The Parliamentary Budget Office has estimated this stage will cost around $27bn in the first two years.
Even worse will occur should the government decide to bring forward the stage 3 cuts, which will reduce the 32.5% marginal rate to 30% and lower the threshold from $120,000 to $45,000 and increase the top threshold from $180,000 to $200,000.
Such a move, the PBO has estimated, would reduce annual government revenue by around $26bn by the end of this decade.
And it would deliver an absolute motza to the wealthy – a 4.5% tax cut to someone earning $200,000.
So massive is the benefit to high-income earners, that despite only accounting for around 5% of all taxpayers, the PBO has estimate stage those earning over $180,000 will receive around 31% of that $26bn a year.
Feel the pragmatism.
People with such wealth will largely save the money, use it to increase their wealth but do little extra spending that would improve economic growth or the wealth of anyone else.

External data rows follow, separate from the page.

//! Process-wide minimum spacing between generator calls.
//!
//! Vision APIs on free and low tiers throttle per key, not per task, so the
//! interval has to hold across every task running in the process. A single
//! [`RateGate`] is shared (by `Arc`) between all generators, and the
//! last-call clock lives behind an async mutex that is held while waiting.
//! Holding it makes concurrent callers queue up one interval apart instead
//! of all waking at the same instant.

use std::time::Duration;
use tokio::sync::Mutex;
use tokio::time::{sleep_until, Instant};
use tracing::debug;

/// At most one pass per `interval`, system-wide.
#[derive(Debug)]
pub struct RateGate {
    interval: Duration,
    last_call: Mutex<Option<Instant>>,
}

impl RateGate {
    pub fn new(interval: Duration) -> Self {
        Self {
            interval,
            last_call: Mutex::new(None),
        }
    }

    /// A gate that never waits.
    pub fn unlimited() -> Self {
        Self::new(Duration::ZERO)
    }

    pub fn interval(&self) -> Duration {
        self.interval
    }

    /// Wait until at least `interval` has passed since the previous pass,
    /// then record this one.
    pub async fn acquire(&self) {
        let mut last = self.last_call.lock().await;
        if let Some(prev) = *last {
            let ready_at = prev + self.interval;
            if ready_at > Instant::now() {
                debug!(
                    wait_ms = (ready_at - Instant::now()).as_millis() as u64,
                    "rate limit: waiting"
                );
                sleep_until(ready_at).await;
            }
        }
        *last = Some(Instant::now());
    }
}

Such tax cuts are not done for economic reasons but ideology – the ideology of benefiting the wealthy and pushing for a smaller government.
And the government is now able to use the pandemic as a cover for the fact it had never actually budgeted for the drop in revenue that the tax cuts will drive. It can also use the ongoing cuts to revenue to justify cuts to services and benefits once the pandemic clears.
Just more pragmatism, I guess.
This Tuesday will be very political and, if the past year has been anything to go by, ideologically driven. Don’t be fooled by the spin and talk of economics.